The Vale of York hoard. © Trustees of the British Museum

The most important Viking treasure to be discovered in 150 years has been jointly acquired by York Museums Trust and the British Museum.

Discovered in January 2007 by two metal detectorists David and Andrew Whelan who reported it to their local finds officer, the hoard has since been valued at more than £1million by the Independent Treasure Valuation Committee. It will now go on joint display at the two venues.

a sliver bowl decorated with detailed engraving

Silver gilt vessel © Trustees of the British Museum

“Being keen metal detectorists we always dreamt of finding a hoard, but to find one from such a fantastic period of history, is just unbelievable,” said David and Andrew Whelan.

“The contents of the hoard we found went far beyond our wildest dreams and hopefully people will love seeing the objects on display in York and London for many, many years to come.”

The acquisition of the Vale of York hoard was made possible thanks to donations from the National Heritage Memorial Fund, The Art Fund, the Challenge Fund and York Museums Trust.

A public fundraising appeal also helped to raise a substantial amount of money and there were generous donations from the Friends of the British Museum and individuals.

a gold bracelet

Gold arm ring. © Trustees of the British Museum

“The Vale of York Viking Hoard is a once in a lifetime find.
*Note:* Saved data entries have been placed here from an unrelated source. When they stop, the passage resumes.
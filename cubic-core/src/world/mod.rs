//! The loaded part of a world and the light primitive built on it.
mod context;
mod light_access;

use std::collections::BTreeMap;
use std::sync::Arc;

use cubic_utils::coords::cube_to_min_block;
use cubic_utils::{
    AddressError, BlockPos, BlockStateId, ColumnAddress, ColumnPos, CubeAddress, CubePos, LocalPos,
};

pub use context::WorldContext;
use light_access::WorldLightAccess;

use crate::block::{BlockRegistry, blocks};
use crate::column::Column;
use crate::config::WorldConfig;
use crate::cube::{Cube, GeneratorStage, LightKind};
use crate::light_engine::{Direction, LightEngine};
use crate::lighting::{CubeCache, LightingWorld};

/// Columns of one world, keyed by packed address.
#[derive(Debug)]
pub struct World {
    columns: BTreeMap<ColumnAddress, Column>,
    blocks: Arc<BlockRegistry>,
    config: WorldConfig,
    light_engine: LightEngine,
    game_time: u64,
}

impl World {
    /// Creates an empty world.
    #[must_use]
    pub fn new(config: WorldConfig, blocks: Arc<BlockRegistry>) -> Self {
        Self {
            columns: BTreeMap::new(),
            blocks,
            config,
            light_engine: LightEngine::new(),
            game_time: 0,
        }
    }

    /// World settings.
    #[must_use]
    pub const fn config(&self) -> &WorldConfig {
        &self.config
    }

    /// Shared handle to the block registry.
    #[must_use]
    pub fn registry(&self) -> Arc<BlockRegistry> {
        Arc::clone(&self.blocks)
    }

    /// Ticks since the world was created.
    #[must_use]
    pub const fn game_time(&self) -> u64 {
        self.game_time
    }

    /// Sets the game time, used when restoring a save.
    pub fn set_game_time(&mut self, game_time: u64) {
        self.game_time = game_time;
    }

    /// The column at `pos`, created empty if missing.
    pub fn get_or_create_column(&mut self, pos: ColumnPos) -> Result<&mut Column, AddressError> {
        let address = ColumnAddress::encode(pos)?;
        Ok(self
            .columns
            .entry(address)
            .or_insert_with(|| Column::new(pos)))
    }

    /// Inserts a loaded column, replacing any existing one.
    pub fn insert_column(&mut self, mut column: Column) -> Result<Option<Column>, AddressError> {
        let address = ColumnAddress::encode(column.pos())?;
        column.reset_relight_checks();
        Ok(self.columns.insert(address, column))
    }

    /// Removes a column and its cubes.
    pub fn remove_column(&mut self, pos: ColumnPos) -> Option<Column> {
        let address = ColumnAddress::encode(pos).ok()?;
        self.columns.remove(&address)
    }

    /// Loaded columns in address order.
    pub fn columns(&self) -> impl Iterator<Item = &Column> {
        self.columns.values()
    }

    /// Loaded columns, mutably.
    pub fn columns_mut(&mut self) -> impl Iterator<Item = &mut Column> {
        self.columns.values_mut()
    }

    /// Number of loaded columns.
    #[must_use]
    pub fn column_count(&self) -> usize {
        self.columns.len()
    }

    /// The cube at `pos`, created empty (with its column) if missing.
    pub fn get_or_create_cube(&mut self, pos: CubePos) -> Result<&mut Cube, AddressError> {
        CubeAddress::encode(pos)?;
        Ok(self
            .get_or_create_column(pos.column())?
            .get_or_create_cube(pos.y()))
    }

    /// Removes a cube. Its column stays loaded.
    pub fn remove_cube(&mut self, pos: CubePos) -> Option<Cube> {
        self.column_mut(pos.column())?.remove_cube(pos.y())
    }

    /// The state at a world position, air where nothing is loaded.
    #[must_use]
    pub fn block_state(&self, pos: BlockPos) -> BlockStateId {
        self.column(pos.column_pos())
            .map_or(blocks::AIR, |column| column.block_state(pos))
    }

    /// Writes a block and returns the replaced state.
    ///
    /// Returns `None` when nothing changed or `pos` is outside the addressable
    /// world. Light is only updated once the cube has had its first light;
    /// earlier stages leave that to the lighting stage.
    pub fn set_block_state(&mut self, pos: BlockPos, state: BlockStateId) -> Option<BlockStateId> {
        CubeAddress::encode(pos.cube_pos()).ok()?;
        let column_address = ColumnAddress::encode(pos.column_pos()).ok()?;
        let column = self
            .columns
            .entry(column_address)
            .or_insert_with(|| Column::new(pos.column_pos()));
        let edit = column.set_block_state(pos, state, &self.blocks)?;

        let lit = column
            .cube(pos.cube_pos().y())
            .is_some_and(|cube| cube.generator_stage() > GeneratorStage::Lighting);
        if !lit {
            return Some(edit.old_state);
        }

        let floor = column.bottom_cube_y().map_or(pos.y(), cube_to_min_block);
        if let Some(range) = edit.sky_exposure_change(floor) {
            for y in range.rev() {
                self.update_lighting_at(LightKind::Sky, BlockPos::new(pos.x(), y, pos.z()));
            }
        }
        self.check_light(pos);
        Some(edit.old_state)
    }

    /// Light at a world position, using the sky default for missing cubes.
    #[must_use]
    pub fn light_at(&self, kind: LightKind, pos: BlockPos) -> u8 {
        let has_sky = self.config.has_sky;
        self.column(pos.column_pos()).map_or_else(
            || kind.default_level(has_sky),
            |column| column.light_at(kind, pos, has_sky),
        )
    }

    /// Runs the flood fill for one channel at `pos`.
    ///
    /// Sky light is a no-op in worlds without a sky.
    pub fn update_lighting_at(&mut self, kind: LightKind, pos: BlockPos) -> bool {
        if kind == LightKind::Sky && !self.config.has_sky {
            return true;
        }
        let mut access = WorldLightAccess {
            columns: &mut self.columns,
            blocks: &self.blocks,
        };
        self.light_engine.check_light(&mut access, kind, pos)
    }

    /// Updates both channels at `pos`.
    pub fn check_light(&mut self, pos: BlockPos) -> bool {
        let sky = self.update_lighting_at(LightKind::Sky, pos);
        let block = self.update_lighting_at(LightKind::Block, pos);
        sky && block
    }

    /// Advances every column's relight sweep by the configured number of lines.
    ///
    /// Air voxels of already lit cubes are rechecked, together with any
    /// light-emitting neighbor. Returns the number of lines visited.
    pub fn tick_relight_checks(&mut self) -> usize {
        let budget = self.config.relight_checks_per_tick;
        if budget == 0 {
            return 0;
        }
        let mut lines = Vec::new();
        for column in self.columns.values_mut() {
            let pos = column.pos();
            lines.extend(column.next_relight_lines(budget).into_iter().map(|l| (pos, l)));
        }

        for (column, line) in &lines {
            let cube_pos = column.cube(line.cube_y);
            let lit = self
                .cube(cube_pos)
                .is_some_and(|cube| cube.generator_stage() > GeneratorStage::Lighting);
            if !lit {
                continue;
            }
            for y in 0..16 {
                let pos = cube_pos.block_at(LocalPos::new(line.x, y, line.z));
                if self.block_state(pos) != blocks::AIR {
                    continue;
                }
                for dir in Direction::ALL {
                    let neighbor = dir.relative(pos);
                    if self.blocks.luminance(self.block_state(neighbor)) > 0 {
                        self.check_light(neighbor);
                    }
                }
                self.check_light(pos);
            }
        }
        lines.len()
    }

    /// Advances the game clock by one tick.
    pub fn advance_time(&mut self) {
        self.game_time += 1;
    }
}

impl CubeCache for World {
    fn cube(&self, pos: CubePos) -> Option<&Cube> {
        self.column(pos.column())?.cube(pos.y())
    }

    fn cube_mut(&mut self, pos: CubePos) -> Option<&mut Cube> {
        self.column_mut(pos.column())?.cube_mut(pos.y())
    }

    fn column(&self, pos: ColumnPos) -> Option<&Column> {
        let address = ColumnAddress::encode(pos).ok()?;
        self.columns.get(&address)
    }

    fn column_mut(&mut self, pos: ColumnPos) -> Option<&mut Column> {
        let address = ColumnAddress::encode(pos).ok()?;
        self.columns.get_mut(&address)
    }
}

impl LightingWorld for World {
    fn blocks(&self) -> &BlockRegistry {
        &self.blocks
    }

    fn has_sky(&self) -> bool {
        self.config.has_sky
    }

    fn sea_level(&self) -> i32 {
        self.config.sea_level
    }

    fn light_at(&self, kind: LightKind, pos: BlockPos) -> u8 {
        World::light_at(self, kind, pos)
    }

    fn update_lighting_at(&mut self, kind: LightKind, pos: BlockPos) -> bool {
        World::update_lighting_at(self, kind, pos)
    }
}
It will greatly add to the understanding of the early 900s in Yorkshire and its connections with the wider world,” said Mary Kershaw, Director of Collections at York.

Highlights will go on display at the Yorkshire Museum in York from September 17 to November 1 before moving to the British Museum.

Jonathan Williams, Keeper of Prehistory and Europe at the British Museum, added: “This find is of global importance, as well as having huge significance for the history of England and Yorkshire. York Museum Trust and the British Museum have worked together to acquire, interpret and exhibit the hoard to make it accessible to the widest possible public. We are hugely grateful to all funders whose generosity has meant we were able to acquire the hoard.”